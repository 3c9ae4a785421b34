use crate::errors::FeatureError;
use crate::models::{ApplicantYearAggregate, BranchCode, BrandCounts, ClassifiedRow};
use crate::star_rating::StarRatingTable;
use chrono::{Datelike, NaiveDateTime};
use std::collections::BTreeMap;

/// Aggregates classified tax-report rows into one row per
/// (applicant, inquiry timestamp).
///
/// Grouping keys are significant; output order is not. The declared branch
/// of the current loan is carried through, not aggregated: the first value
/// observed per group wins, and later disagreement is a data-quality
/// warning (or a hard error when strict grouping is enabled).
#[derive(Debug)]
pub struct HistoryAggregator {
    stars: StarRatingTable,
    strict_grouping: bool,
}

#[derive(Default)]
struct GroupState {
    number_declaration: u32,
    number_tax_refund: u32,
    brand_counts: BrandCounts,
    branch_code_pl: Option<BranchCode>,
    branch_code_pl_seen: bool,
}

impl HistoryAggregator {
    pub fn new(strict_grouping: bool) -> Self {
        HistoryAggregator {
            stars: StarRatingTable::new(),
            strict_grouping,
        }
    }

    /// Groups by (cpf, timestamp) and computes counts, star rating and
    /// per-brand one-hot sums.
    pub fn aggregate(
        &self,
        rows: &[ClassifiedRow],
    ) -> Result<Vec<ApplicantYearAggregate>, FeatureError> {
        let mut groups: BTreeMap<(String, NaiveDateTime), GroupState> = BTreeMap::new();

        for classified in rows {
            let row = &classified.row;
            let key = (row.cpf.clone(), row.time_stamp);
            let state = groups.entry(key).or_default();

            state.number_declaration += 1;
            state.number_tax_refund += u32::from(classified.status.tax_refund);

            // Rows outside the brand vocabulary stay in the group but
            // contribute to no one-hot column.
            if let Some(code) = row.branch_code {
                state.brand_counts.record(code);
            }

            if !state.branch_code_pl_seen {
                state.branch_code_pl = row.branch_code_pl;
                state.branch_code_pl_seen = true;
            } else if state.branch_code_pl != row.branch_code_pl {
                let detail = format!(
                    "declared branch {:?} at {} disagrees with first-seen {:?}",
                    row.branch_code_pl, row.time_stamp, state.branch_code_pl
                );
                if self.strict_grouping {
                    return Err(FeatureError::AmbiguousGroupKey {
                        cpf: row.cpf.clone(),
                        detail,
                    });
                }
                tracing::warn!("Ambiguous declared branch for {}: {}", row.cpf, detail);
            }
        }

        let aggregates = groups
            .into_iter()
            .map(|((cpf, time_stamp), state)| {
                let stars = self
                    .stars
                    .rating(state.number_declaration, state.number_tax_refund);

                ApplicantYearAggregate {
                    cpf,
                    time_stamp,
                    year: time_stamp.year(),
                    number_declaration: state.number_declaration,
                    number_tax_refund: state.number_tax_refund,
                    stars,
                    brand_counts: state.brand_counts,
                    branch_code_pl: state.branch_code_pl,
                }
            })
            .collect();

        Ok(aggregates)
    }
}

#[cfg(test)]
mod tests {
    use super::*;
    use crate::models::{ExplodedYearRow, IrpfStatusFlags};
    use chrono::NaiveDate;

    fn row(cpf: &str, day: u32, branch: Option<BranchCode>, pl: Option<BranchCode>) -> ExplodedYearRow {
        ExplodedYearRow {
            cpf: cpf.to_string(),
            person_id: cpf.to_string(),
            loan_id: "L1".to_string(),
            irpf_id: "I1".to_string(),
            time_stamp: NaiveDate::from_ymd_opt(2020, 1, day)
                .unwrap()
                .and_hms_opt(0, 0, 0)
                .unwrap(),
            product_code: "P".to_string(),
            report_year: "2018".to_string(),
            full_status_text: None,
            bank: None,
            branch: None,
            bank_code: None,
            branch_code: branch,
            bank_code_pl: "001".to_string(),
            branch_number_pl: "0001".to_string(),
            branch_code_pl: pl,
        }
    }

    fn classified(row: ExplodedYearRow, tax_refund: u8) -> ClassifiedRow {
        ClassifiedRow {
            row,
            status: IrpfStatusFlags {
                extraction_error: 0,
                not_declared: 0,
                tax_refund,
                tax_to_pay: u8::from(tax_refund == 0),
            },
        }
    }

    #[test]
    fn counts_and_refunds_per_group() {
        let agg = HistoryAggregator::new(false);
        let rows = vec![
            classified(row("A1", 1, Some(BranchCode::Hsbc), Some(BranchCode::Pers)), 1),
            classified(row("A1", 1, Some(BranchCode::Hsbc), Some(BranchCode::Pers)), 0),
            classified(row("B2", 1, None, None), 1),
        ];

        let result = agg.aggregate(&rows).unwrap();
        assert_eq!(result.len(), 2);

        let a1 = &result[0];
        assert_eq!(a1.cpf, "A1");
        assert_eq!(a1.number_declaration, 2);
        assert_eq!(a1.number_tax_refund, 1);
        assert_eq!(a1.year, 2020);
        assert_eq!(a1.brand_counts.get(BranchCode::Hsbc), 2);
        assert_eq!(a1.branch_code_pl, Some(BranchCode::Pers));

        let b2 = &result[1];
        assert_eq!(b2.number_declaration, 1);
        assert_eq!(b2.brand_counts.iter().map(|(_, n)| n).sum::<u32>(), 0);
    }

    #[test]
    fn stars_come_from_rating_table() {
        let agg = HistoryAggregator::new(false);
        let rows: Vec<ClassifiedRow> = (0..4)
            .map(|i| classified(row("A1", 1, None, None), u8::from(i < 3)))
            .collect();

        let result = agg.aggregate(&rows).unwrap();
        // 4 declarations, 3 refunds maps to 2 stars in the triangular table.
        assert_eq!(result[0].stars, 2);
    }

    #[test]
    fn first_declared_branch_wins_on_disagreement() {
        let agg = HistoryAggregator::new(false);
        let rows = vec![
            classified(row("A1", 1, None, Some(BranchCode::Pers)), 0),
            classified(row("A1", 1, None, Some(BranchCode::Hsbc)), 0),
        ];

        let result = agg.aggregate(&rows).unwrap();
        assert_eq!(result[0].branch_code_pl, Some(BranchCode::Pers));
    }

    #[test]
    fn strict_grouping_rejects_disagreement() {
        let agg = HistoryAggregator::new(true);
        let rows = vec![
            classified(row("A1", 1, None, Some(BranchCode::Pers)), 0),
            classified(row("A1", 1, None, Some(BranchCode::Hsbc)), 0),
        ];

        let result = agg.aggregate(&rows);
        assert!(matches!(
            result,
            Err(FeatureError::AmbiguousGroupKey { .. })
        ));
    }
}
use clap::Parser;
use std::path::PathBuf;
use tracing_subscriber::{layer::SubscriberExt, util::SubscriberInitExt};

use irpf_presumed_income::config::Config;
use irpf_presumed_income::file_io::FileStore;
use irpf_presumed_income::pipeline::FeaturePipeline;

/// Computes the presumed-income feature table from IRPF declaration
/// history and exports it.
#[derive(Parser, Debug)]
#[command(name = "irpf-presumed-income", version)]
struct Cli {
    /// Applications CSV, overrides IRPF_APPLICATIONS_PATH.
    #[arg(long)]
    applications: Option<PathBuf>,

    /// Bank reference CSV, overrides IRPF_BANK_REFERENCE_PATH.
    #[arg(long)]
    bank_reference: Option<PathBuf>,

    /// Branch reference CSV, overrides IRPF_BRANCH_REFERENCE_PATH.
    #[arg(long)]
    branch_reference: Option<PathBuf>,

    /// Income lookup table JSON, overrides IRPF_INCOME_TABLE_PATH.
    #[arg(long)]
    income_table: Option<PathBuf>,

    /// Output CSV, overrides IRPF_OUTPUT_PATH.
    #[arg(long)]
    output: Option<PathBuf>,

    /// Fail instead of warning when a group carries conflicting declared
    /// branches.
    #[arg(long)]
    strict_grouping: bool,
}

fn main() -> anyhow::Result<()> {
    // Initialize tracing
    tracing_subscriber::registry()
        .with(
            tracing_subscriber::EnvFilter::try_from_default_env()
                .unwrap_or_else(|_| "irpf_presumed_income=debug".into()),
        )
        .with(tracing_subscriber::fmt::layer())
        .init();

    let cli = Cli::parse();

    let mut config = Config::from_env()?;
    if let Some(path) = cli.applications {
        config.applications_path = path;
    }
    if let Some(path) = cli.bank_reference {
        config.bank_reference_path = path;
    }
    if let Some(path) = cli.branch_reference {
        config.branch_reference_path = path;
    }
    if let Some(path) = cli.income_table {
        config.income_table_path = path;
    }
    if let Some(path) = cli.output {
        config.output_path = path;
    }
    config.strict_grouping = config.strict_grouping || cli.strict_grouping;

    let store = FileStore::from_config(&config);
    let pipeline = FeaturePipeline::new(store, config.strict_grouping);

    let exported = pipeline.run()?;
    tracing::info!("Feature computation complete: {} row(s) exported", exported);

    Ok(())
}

****************************************

Your answer must be the lines above from the one containing "state.branch_code_pl = row.branch_code_pl;" to the one containing "use chrono::NaiveDate;", both included, restated word for word.

Answer to the exercise:
                state.branch_code_pl = row.branch_code_pl;
                state.branch_code_pl_seen = true;
            } else if state.branch_code_pl != row.branch_code_pl {
                let detail = format!(
                    "declared branch {:?} at {} disagrees with first-seen {:?}",
                    row.branch_code_pl, row.time_stamp, state.branch_code_pl
                );
                if self.strict_grouping {
                    return Err(FeatureError::AmbiguousGroupKey {
                        cpf: row.cpf.clone(),
                        detail,
                    });
                }
                tracing::warn!("Ambiguous declared branch for {}: {}", row.cpf, detail);
            }
        }

        let aggregates = groups
            .into_iter()
            .map(|((cpf, time_stamp), state)| {
                let stars = self
                    .stars
                    .rating(state.number_declaration, state.number_tax_refund);

                ApplicantYearAggregate {
                    cpf,
                    time_stamp,
                    year: time_stamp.year(),
                    number_declaration: state.number_declaration,
                    number_tax_refund: state.number_tax_refund,
                    stars,
                    brand_counts: state.brand_counts,
                    branch_code_pl: state.branch_code_pl,
                }
            })
            .collect();

        Ok(aggregates)
    }
}

#[cfg(test)]
mod tests {
    use super::*;
    use crate::models::{ExplodedYearRow, IrpfStatusFlags};
    use chrono::NaiveDate;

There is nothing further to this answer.